→ Given entries:
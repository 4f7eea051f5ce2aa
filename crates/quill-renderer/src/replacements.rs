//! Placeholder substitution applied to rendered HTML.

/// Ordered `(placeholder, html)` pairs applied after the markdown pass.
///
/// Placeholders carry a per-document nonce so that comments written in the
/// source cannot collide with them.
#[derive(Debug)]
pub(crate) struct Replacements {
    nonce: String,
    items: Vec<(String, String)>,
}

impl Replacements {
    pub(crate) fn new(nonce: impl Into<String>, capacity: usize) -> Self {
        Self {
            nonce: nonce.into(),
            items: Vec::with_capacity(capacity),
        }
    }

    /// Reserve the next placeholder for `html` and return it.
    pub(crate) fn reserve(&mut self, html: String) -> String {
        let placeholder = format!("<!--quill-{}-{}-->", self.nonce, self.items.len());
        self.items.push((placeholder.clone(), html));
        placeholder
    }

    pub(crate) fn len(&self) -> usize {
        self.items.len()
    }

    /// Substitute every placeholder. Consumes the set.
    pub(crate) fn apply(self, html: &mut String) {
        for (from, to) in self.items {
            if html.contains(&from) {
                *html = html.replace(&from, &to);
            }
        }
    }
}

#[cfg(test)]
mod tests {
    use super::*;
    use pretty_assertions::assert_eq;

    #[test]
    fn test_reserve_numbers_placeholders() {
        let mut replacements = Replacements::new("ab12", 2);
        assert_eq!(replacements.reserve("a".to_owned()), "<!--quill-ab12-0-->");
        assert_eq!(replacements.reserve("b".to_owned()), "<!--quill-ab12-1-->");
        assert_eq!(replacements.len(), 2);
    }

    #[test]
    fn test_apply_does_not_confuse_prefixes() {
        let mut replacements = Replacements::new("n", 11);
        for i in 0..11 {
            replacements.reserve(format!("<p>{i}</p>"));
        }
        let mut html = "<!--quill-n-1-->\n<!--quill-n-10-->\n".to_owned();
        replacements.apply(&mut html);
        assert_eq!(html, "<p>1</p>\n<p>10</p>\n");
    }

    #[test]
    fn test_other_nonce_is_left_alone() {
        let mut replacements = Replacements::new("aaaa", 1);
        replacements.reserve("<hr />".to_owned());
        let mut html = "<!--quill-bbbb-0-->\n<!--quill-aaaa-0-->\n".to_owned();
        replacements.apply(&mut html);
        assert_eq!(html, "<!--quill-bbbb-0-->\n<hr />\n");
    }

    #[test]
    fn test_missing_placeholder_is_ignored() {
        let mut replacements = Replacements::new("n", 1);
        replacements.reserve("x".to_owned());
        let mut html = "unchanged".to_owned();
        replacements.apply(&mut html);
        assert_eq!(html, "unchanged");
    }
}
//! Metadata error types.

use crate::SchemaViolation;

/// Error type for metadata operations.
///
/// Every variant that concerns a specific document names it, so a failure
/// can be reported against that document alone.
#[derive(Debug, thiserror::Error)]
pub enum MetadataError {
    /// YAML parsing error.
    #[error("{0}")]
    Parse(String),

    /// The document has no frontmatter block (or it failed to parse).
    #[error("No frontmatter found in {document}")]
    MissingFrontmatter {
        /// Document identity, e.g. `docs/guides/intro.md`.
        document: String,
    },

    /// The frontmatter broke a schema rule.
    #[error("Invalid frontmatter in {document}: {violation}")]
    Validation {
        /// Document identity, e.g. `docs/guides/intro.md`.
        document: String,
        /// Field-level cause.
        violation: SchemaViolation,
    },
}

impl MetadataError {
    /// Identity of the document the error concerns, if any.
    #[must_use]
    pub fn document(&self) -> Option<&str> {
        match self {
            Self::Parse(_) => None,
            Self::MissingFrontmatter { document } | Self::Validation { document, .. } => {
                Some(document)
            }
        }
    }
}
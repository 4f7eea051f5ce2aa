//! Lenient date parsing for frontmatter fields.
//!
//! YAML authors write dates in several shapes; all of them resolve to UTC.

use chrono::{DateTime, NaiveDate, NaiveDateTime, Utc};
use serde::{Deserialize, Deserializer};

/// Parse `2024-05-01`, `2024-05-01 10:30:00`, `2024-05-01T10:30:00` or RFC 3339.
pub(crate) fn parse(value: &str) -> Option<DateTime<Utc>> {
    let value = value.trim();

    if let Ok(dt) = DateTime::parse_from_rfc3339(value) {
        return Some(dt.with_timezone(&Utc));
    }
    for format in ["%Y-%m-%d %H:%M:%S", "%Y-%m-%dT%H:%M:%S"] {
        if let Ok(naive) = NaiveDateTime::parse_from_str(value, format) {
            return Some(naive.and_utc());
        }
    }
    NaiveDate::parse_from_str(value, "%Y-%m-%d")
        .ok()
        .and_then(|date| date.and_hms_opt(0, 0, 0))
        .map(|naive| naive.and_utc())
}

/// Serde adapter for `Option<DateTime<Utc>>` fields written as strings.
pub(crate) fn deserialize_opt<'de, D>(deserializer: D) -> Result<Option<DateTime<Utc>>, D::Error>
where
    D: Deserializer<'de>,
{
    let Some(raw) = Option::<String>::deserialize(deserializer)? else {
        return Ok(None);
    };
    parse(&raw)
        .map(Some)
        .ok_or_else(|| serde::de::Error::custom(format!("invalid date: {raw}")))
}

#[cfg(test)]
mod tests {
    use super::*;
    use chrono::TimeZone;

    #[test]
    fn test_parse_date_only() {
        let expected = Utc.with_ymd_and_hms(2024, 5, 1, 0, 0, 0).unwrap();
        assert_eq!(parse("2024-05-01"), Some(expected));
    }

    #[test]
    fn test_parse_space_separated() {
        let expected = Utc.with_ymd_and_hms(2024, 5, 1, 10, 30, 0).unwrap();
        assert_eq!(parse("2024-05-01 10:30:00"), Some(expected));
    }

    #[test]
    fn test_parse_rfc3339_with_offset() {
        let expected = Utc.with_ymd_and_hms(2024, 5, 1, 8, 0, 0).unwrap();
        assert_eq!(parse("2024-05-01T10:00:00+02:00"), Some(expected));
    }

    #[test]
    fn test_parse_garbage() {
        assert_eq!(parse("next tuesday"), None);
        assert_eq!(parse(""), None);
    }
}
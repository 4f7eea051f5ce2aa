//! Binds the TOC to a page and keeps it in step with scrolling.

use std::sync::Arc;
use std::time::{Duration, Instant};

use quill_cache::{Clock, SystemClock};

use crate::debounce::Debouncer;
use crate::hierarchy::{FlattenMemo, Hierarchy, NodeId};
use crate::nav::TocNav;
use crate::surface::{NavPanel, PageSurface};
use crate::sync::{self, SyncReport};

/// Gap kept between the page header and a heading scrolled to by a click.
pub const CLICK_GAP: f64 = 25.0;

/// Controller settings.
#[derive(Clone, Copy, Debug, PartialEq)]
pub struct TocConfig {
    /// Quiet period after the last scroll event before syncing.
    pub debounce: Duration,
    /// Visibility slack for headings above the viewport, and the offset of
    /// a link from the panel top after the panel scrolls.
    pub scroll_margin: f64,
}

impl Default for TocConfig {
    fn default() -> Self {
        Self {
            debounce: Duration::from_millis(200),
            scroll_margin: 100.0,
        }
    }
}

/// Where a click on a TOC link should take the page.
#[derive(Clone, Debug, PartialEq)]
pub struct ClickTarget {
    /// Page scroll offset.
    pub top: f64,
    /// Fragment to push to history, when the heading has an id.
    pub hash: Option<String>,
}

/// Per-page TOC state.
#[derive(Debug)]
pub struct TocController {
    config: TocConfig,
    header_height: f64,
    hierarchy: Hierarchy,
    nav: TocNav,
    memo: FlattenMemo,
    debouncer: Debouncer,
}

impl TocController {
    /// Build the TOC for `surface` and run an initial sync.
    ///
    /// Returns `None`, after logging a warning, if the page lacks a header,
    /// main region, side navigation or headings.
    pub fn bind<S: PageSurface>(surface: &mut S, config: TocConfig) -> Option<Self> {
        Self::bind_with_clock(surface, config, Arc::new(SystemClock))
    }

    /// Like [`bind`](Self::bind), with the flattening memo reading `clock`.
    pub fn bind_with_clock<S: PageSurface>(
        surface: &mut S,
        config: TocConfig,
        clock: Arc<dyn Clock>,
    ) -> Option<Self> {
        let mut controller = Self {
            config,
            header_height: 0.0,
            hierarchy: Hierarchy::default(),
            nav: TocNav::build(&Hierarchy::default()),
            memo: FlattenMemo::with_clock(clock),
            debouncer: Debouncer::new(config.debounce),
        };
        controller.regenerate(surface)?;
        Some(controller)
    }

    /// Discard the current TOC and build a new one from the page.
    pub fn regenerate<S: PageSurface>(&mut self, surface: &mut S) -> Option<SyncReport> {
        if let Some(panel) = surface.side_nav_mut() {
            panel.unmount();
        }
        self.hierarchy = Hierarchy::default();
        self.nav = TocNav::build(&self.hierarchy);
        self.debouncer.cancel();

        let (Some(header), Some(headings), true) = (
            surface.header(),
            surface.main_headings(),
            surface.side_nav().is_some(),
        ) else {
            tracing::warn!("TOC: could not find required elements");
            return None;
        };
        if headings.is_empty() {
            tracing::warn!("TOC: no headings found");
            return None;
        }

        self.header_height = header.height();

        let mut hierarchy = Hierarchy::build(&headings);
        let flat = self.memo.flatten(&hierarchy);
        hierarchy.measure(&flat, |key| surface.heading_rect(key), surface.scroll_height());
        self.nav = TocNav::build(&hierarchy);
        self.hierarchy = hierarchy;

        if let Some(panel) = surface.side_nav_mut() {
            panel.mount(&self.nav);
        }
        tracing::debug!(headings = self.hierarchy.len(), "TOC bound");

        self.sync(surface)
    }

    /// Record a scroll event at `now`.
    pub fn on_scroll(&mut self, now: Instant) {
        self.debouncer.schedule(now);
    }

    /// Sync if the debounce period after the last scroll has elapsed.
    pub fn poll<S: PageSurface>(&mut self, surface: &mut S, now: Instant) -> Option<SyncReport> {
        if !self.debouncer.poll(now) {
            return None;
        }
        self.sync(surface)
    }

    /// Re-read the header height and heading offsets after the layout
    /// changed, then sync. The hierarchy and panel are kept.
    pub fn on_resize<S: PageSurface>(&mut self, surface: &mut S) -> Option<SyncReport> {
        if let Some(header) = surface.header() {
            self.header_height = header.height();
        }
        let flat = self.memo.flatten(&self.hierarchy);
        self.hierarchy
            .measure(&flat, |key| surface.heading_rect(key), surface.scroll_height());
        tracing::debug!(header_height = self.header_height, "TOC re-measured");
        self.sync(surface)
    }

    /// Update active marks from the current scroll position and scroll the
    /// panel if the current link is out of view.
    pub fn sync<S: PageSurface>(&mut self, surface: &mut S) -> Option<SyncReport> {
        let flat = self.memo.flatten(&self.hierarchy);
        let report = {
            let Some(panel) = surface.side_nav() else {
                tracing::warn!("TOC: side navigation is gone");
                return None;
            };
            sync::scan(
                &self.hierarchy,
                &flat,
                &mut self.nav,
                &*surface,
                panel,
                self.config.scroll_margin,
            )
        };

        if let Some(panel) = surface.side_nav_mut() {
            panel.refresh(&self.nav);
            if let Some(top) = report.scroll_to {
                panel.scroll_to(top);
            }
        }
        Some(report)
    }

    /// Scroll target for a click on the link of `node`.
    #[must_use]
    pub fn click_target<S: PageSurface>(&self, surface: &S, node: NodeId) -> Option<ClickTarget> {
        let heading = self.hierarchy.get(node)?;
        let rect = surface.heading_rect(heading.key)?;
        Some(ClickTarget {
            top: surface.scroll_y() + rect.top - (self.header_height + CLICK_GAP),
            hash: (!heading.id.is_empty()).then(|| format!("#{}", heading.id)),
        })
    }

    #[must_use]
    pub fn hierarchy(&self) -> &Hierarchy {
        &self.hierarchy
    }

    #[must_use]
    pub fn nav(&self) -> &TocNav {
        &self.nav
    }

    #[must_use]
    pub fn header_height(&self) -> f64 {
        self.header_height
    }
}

→ What you will do: Select every line of the material above holding the word "NaiveDateTime" and copy it.

→ Result of this task:
use chrono::{DateTime, NaiveDate, NaiveDateTime, Utc};
        if let Ok(naive) = NaiveDateTime::parse_from_str(value, format) {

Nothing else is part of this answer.